Laure : Arnaud a tout pensé du début à la fin. Les fibres utilisées pour les filtres seront celles de la meilleure qualité, les autres serviront au packaging. Pas un seul paramètre pour lequel on a posé une question n’avait pas déjà été pensé par Arnaud en amont. 

Arnaud : Oui, l’idée est que tous les sous-produits soient réutilisés. Concernant le packaging, il faut savoir que le papier est extrêmement hygroscopique et absorbe l’humidité et les odeurs. Il est très important de concevoir un emballage hermétique et imperméable. Les feuilles d’abaca sont une première piste à tester.

Aujourd’hui quand tu passes le bananier dans la presse pour obtenir la fibre, tout le jus finit dans les ruisseaux. Moi je propose d’en faire un engrais pour booster les caféiers, ça marche très bien. 

L’autre partie qui n’est pas de la fibre pourra être transformée en compost mais surtout, tu as plusieurs qualités de fibres. On utilisera les fibres de première catégorie pour le filtre mais celles qui ne sont pas aussi blanches, plus brutes, pourront servir à réaliser des rouleaux de textiles naturels, déroulés autour des caféiers pour éviter la pousse des mauvaises herbes. C’est biodégradable après 3 ou 4 ans.

Seriez-vous en train de mettre en place une toute nouvelle filière ? 

Arnaud : Oui, à condition que celle-ci reste entre les mains d’acteurs vertueux. Si on arrive à commercialiser le filtre à un prix qui subventionne ces sous-produits et permette de faire une agriculture plus raisonnée, ça devient vraiment intéressant. Il faut savoir que lorsqu’une plantation d’abaca est supprimée, c’est pour faire de l’élevage. Maintenir ou créer une production d’abaca est aussi une sorte de reforestation dans des zones aujourd’hui utilisées pour du pâturage.
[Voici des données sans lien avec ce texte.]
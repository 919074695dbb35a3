//! Audio bridge: bit-exact format conversion between carrier and provider
//! audio
//!
//! Supported formats: μ-law 8-bit at 8 kHz mono, linear PCM 16-bit LE at
//! 8/16/24 kHz, mono↔stereo. The conversion pipeline order is deterministic:
//!
//! ```text
//! input format → linear PCM 16 → resample → channel conversion → output format
//! ```
//!
//! Identical (src, dst) configurations are a zero-copy pass-through. Linear
//! samples saturate to [-32768, 32767] on overflow, never wrap.

mod channels;
mod converter;
mod mulaw;
mod pcm;
mod recorder;
mod resampler;

pub use channels::{downmix_to_mono, upmix_to_stereo};
pub use converter::AudioConverter;
pub use mulaw::{mulaw_decode, mulaw_decode_buf, mulaw_encode, mulaw_encode_buf};
pub use pcm::{pcm_from_bytes, pcm_to_bytes};
pub use recorder::CallRecorder;
pub use resampler::Resampler;
//! Audio configuration at the transport/provider boundary

use serde::{Deserialize, Serialize};

/// Sample encoding on the wire
#[derive(Debug, Clone, Copy, PartialEq, Eq, Serialize, Deserialize)]
#[serde(rename_all = "snake_case")]
pub enum AudioFormat {
    /// μ-law companded, 8 bits per sample
    MuLaw8,
    /// Linear PCM, 16-bit little-endian
    Linear16,
}

impl AudioFormat {
    /// Bytes per sample in this encoding
    pub fn bytes_per_sample(&self) -> usize {
        match self {
            AudioFormat::MuLaw8 => 1,
            AudioFormat::Linear16 => 2,
        }
    }
}

/// A concrete audio stream configuration
#[derive(Debug, Clone, Copy, PartialEq, Eq, Serialize, Deserialize)]
pub struct AudioConfig {
    pub format: AudioFormat,
    pub sample_rate: u32,
    pub channels: u32,
}

impl AudioConfig {
    pub fn new(format: AudioFormat, sample_rate: u32, channels: u32) -> Self {
        Self {
            format,
            sample_rate,
            channels,
        }
    }

    /// μ-law 8 kHz mono, the telephony carrier format
    pub fn mulaw_8khz_mono() -> Self {
        Self::new(AudioFormat::MuLaw8, 8000, 1)
    }

    /// Linear PCM 16-bit 8 kHz mono
    pub fn linear_8khz_mono() -> Self {
        Self::new(AudioFormat::Linear16, 8000, 1)
    }

    /// Linear PCM 16-bit 16 kHz mono, the usual STT input format
    pub fn linear_16khz_mono() -> Self {
        Self::new(AudioFormat::Linear16, 16000, 1)
    }

    /// Linear PCM 16-bit 24 kHz mono, the usual TTS output format
    pub fn linear_24khz_mono() -> Self {
        Self::new(AudioFormat::Linear16, 24000, 1)
    }
}

#[cfg(test)]
mod tests {
    use super::*;

    #[test]
    fn test_constructors() {
        let mulaw = AudioConfig::mulaw_8khz_mono();
        assert_eq!(mulaw.sample_rate, 8000);
        assert_eq!(mulaw.format, AudioFormat::MuLaw8);
        assert_eq!(mulaw.channels, 1);

        let l16 = AudioConfig::linear_16khz_mono();
        assert_eq!(l16.sample_rate, 16000);
        assert_eq!(l16.format, AudioFormat::Linear16);

        let l24 = AudioConfig::linear_24khz_mono();
        assert_eq!(l24.sample_rate, 24000);

        let l8 = AudioConfig::linear_8khz_mono();
        assert_eq!(l8.sample_rate, 8000);
        assert_eq!(l8.format, AudioFormat::Linear16);
    }

    #[test]
    fn test_bytes_per_sample() {
        assert_eq!(AudioFormat::MuLaw8.bytes_per_sample(), 1);
        assert_eq!(AudioFormat::Linear16.bytes_per_sample(), 2);
    }
}
//! Error types for the conversation orchestrator

use thiserror::Error;

/// Result type alias using our Error
pub type Result<T> = std::result::Result<T, Error>;

/// Main error type for the orchestrator
#[derive(Error, Debug)]
pub enum Error {
    // Configuration errors (missing credential, unknown provider, bad template)
    #[error("Configuration error: {0}")]
    Config(String),

    // Transport errors
    #[error("Transport error: {0}")]
    Transport(#[from] TransportError),

    // Provider errors
    #[error("Provider error: {0}")]
    Provider(#[from] ProviderError),

    // Audio errors
    #[error("Audio processing error: {0}")]
    Audio(#[from] AudioError),

    // Tool errors
    #[error("Tool error: {0}")]
    Tool(#[from] ToolError),

    // Illegal messaging-state transition
    #[error("Illegal state transition: {0}")]
    IllegalState(#[from] StateError),

    // IO errors
    #[error("IO error: {0}")]
    Io(#[from] std::io::Error),

    // Serialization errors
    #[error("Serialization error: {0}")]
    Serialization(#[from] serde_json::Error),

    // Generic errors
    #[error("{0}")]
    Other(String),
}

/// Transport-level errors
#[derive(Error, Debug)]
pub enum TransportError {
    #[error("Connection closed: {0}")]
    Closed(String),

    #[error("Handshake failed: {0}")]
    Handshake(String),

    #[error("Malformed frame: {0}")]
    MalformedFrame(String),

    #[error("Write failed: {0}")]
    Write(String),

    #[error("Timeout after {0}ms")]
    Timeout(u64),
}

/// Cognitive-provider errors
#[derive(Error, Debug)]
pub enum ProviderError {
    #[error("Provider unavailable: {0}")]
    Unavailable(String),

    #[error("Malformed upstream frame: {0}")]
    Protocol(String),

    #[error("Provider not initialized: {0}")]
    NotInitialized(String),

    #[error("Handshake timed out after {0}s")]
    HandshakeTimeout(u64),

    #[error("STT error: {0}")]
    SpeechToText(String),

    #[error("TTS error: {0}")]
    TextToSpeech(String),

    #[error("Executor error: {0}")]
    Executor(String),
}

/// Audio-bridge errors
#[derive(Error, Debug)]
pub enum AudioError {
    #[error("Invalid audio format: {0}")]
    InvalidFormat(String),

    #[error("Unsupported sample rate: {0}")]
    UnsupportedSampleRate(u32),

    #[error("Unsupported channel count: {0}")]
    UnsupportedChannels(u32),

    #[error("Truncated sample data: {0} bytes")]
    Truncated(usize),

    #[error("Resampling error: {0}")]
    Resampling(String),
}

/// Tool execution errors
#[derive(Error, Debug)]
pub enum ToolError {
    #[error("Tool not found: {0}")]
    NotFound(String),

    #[error("Invalid arguments: {0}")]
    InvalidArguments(String),

    #[error("Execution failed: {0}")]
    ExecutionFailed(String),

    #[error("Tool '{0}' timed out after {1}s")]
    Timeout(String, u64),
}

/// Illegal messaging-state transition, recoverable at the dispatch site
#[derive(Error, Debug, Clone, PartialEq, Eq)]
#[error("illegal transition from {from} on {event}")]
pub struct StateError {
    pub from: &'static str,
    pub event: &'static str,
}

impl Error {
    /// Create a generic error from a string
    pub fn other<S: Into<String>>(msg: S) -> Self {
        Error::Other(msg.into())
    }

    /// Create a config error
    pub fn config<S: Into<String>>(msg: S) -> Self {
        Error::Config(msg.into())
    }
}

impl From<String> for Error {
    fn from(s: String) -> Self {
        Error::Other(s)
    }
}

impl From<&str> for Error {
    fn from(s: &str) -> Self {
        Error::Other(s.to_string())
    }
}
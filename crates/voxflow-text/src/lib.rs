//! Text processing for the speech path
//!
//! - Streaming sentence tokenization between the LLM and TTS
//! - Chat-markup stripping and pronunciation normalization ahead of synthesis
//! - `{key}` template rendering for greeting / mistake / idle texts

mod normalizer;
mod numbers;
mod pronounce;
mod template;
mod tokenizer;

pub use normalizer::SpeechNormalizer;
pub use numbers::number_to_words;
pub use template::render_template;
pub use tokenizer::SentenceTokenizer;
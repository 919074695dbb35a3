//! Function and tool-call definitions exchanged with the model

use std::collections::HashMap;

use serde::{Deserialize, Serialize};
use serde_json::Value;

/// JSON-schema property of a function parameter
#[derive(Debug, Clone, Serialize, Deserialize)]
pub struct PropertyDefinition {
    #[serde(rename = "type")]
    pub prop_type: String,
    #[serde(skip_serializing_if = "Option::is_none")]
    pub description: Option<String>,
    #[serde(rename = "enum", skip_serializing_if = "Option::is_none")]
    pub enum_values: Option<Vec<String>>,
}

impl PropertyDefinition {
    pub fn string(description: impl Into<String>) -> Self {
        Self {
            prop_type: "string".to_string(),
            description: Some(description.into()),
            enum_values: None,
        }
    }

    pub fn number(description: impl Into<String>) -> Self {
        Self {
            prop_type: "number".to_string(),
            description: Some(description.into()),
            enum_values: None,
        }
    }
}

/// Parameter schema of a function (JSON Schema object)
#[derive(Debug, Clone, Default, Serialize, Deserialize)]
pub struct FunctionParameter {
    #[serde(rename = "type", default = "object_type")]
    pub schema_type: String,
    #[serde(default)]
    pub properties: HashMap<String, PropertyDefinition>,
    #[serde(default)]
    pub required: Vec<String>,
}

fn object_type() -> String {
    "object".to_string()
}

impl FunctionParameter {
    pub fn object() -> Self {
        Self {
            schema_type: "object".to_string(),
            properties: HashMap::new(),
            required: Vec::new(),
        }
    }

    pub fn property(mut self, name: &str, prop: PropertyDefinition, required: bool) -> Self {
        self.properties.insert(name.to_string(), prop);
        if required {
            self.required.push(name.to_string());
        }
        self
    }
}

/// One callable function as exposed to the model
#[derive(Debug, Clone, Serialize, Deserialize)]
pub struct FunctionDefinition {
    pub name: String,
    #[serde(default)]
    pub description: String,
    #[serde(default)]
    pub parameters: FunctionParameter,
}

/// The function half of a model-issued tool call
#[derive(Debug, Clone, Serialize, Deserialize)]
pub struct FunctionCall {
    pub name: String,
    /// Raw JSON string, parsed by the tool caller
    pub arguments: String,
}

/// One model-issued tool invocation
#[derive(Debug, Clone, Serialize, Deserialize)]
pub struct ToolCall {
    /// Model-assigned id; results must echo it (delivered exactly once)
    pub id: String,
    pub function: FunctionCall,
}

/// The content of a tool result returned to the model, keyed by the
/// model-provided tool-call id
#[derive(Debug, Clone, Serialize, Deserialize)]
pub struct ToolContent {
    pub tool_call_id: String,
    pub name: String,
    pub content: Value,
}

#[cfg(test)]
mod tests {
    use super::*;

    #[test]
    fn test_parameter_builder() {
        let params = FunctionParameter::object()
            .property("city", PropertyDefinition::string("City name"), true)
            .property("units", PropertyDefinition::string("Unit system"), false);
        assert_eq!(params.properties.len(), 2);
        assert_eq!(params.required, vec!["city"]);
    }

    #[test]
    fn test_definition_round_trip() {
        let def = FunctionDefinition {
            name: "get_weather".into(),
            description: "Weather lookup".into(),
            parameters: FunctionParameter::object(),
        };
        let json = serde_json::to_string(&def).unwrap();
        let back: FunctionDefinition = serde_json::from_str(&json).unwrap();
        assert_eq!(back.name, "get_weather");
        assert_eq!(back.parameters.schema_type, "object");
    }
}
Aujourd’hui, je pense qu’avec 20 à 25 hectares de plantations d’abaca, on est en mesure de produire 5 millions de filtres. C’est vraiment impressionnant car la capacité de l’abaca à se régénérer très vite permet de produire un maximum. Si c’est reproductible, on pourra voir pour augmenter les surfaces et multiplier les plantations.